* Aim of the exercise *
From the entries that follow, pick out all lines holding "struct".

Saved entries
--------------------------------------------------

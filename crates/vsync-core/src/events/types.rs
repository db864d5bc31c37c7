//! Event types recorded against objects during synchronization.

use serde::{Deserialize, Serialize};
use time::OffsetDateTime;

use crate::object::Object;

/// Severity of a recorded event.
#[derive(Debug, Clone, Copy, PartialEq, Eq, Hash, Serialize, Deserialize)]
pub enum EventType {
    Normal,
    Warning,
}

impl EventType {
    pub fn as_str(&self) -> &'static str {
        match self {
            EventType::Normal => "Normal",
            EventType::Warning => "Warning",
        }
    }
}

impl std::fmt::Display for EventType {
    fn fmt(&self, f: &mut std::fmt::Formatter<'_>) -> std::fmt::Result {
        write!(f, "{}", self.as_str())
    }
}

/// Minimal reference to the object an event is about.
#[derive(Debug, Clone, PartialEq, Eq, Default, Serialize, Deserialize)]
#[serde(rename_all = "camelCase")]
pub struct InvolvedObject {
    pub api_version: String,
    pub kind: String,
    #[serde(default)]
    pub namespace: String,
    #[serde(default)]
    pub name: String,
    #[serde(default, skip_serializing_if = "Option::is_none")]
    pub uid: Option<String>,
}

impl From<&Object> for InvolvedObject {
    fn from(obj: &Object) -> Self {
        Self {
            api_version: obj.api_version.clone(),
            kind: obj.kind.clone(),
            namespace: obj.metadata.namespace.clone().unwrap_or_default(),
            name: obj.metadata.name.clone().unwrap_or_default(),
            uid: obj.metadata.uid.clone(),
        }
    }
}

/// An event recorded against an object.
#[derive(Debug, Clone, Serialize, Deserialize)]
#[serde(rename_all = "camelCase")]
pub struct Event {
    pub event_type: EventType,
    /// Short machine-readable cause, e.g. `SyncError`
    pub reason: String,
    pub message: String,
    pub involved_object: InvolvedObject,
    #[serde(with = "time::serde::rfc3339")]
    pub timestamp: OffsetDateTime,
}

impl Event {
    pub fn new(
        event_type: EventType,
        involved_object: InvolvedObject,
        reason: impl Into<String>,
        message: impl Into<String>,
    ) -> Self {
        Self {
            event_type,
            reason: reason.into(),
            message: message.into(),
            involved_object,
            timestamp: OffsetDateTime::now_utc(),
        }
    }

    pub fn warning(obj: &Object, reason: impl Into<String>, message: impl Into<String>) -> Self {
        Self::new(EventType::Warning, obj.into(), reason, message)
    }
}

#[cfg(test)]
mod tests {
    use super::*;
    use crate::{GroupVersionKind, ObjectKey};

    #[test]
    fn test_warning_event_references_object() {
        let gvk = GroupVersionKind::new("serving.knative.dev", "v1", "Revision");
        let obj = Object::new(&gvk).with_key(&ObjectKey::new("default", "rev-1"));

        let event = Event::warning(&obj, "SyncError", "boom");
        assert_eq!(event.event_type, EventType::Warning);
        assert_eq!(event.reason, "SyncError");
        assert_eq!(event.involved_object.kind, "Revision");
        assert_eq!(event.involved_object.namespace, "default");
        assert_eq!(event.involved_object.name, "rev-1");
    }
}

--------------------------------------------------

* Result below *
pub struct InvolvedObject {
pub struct Event {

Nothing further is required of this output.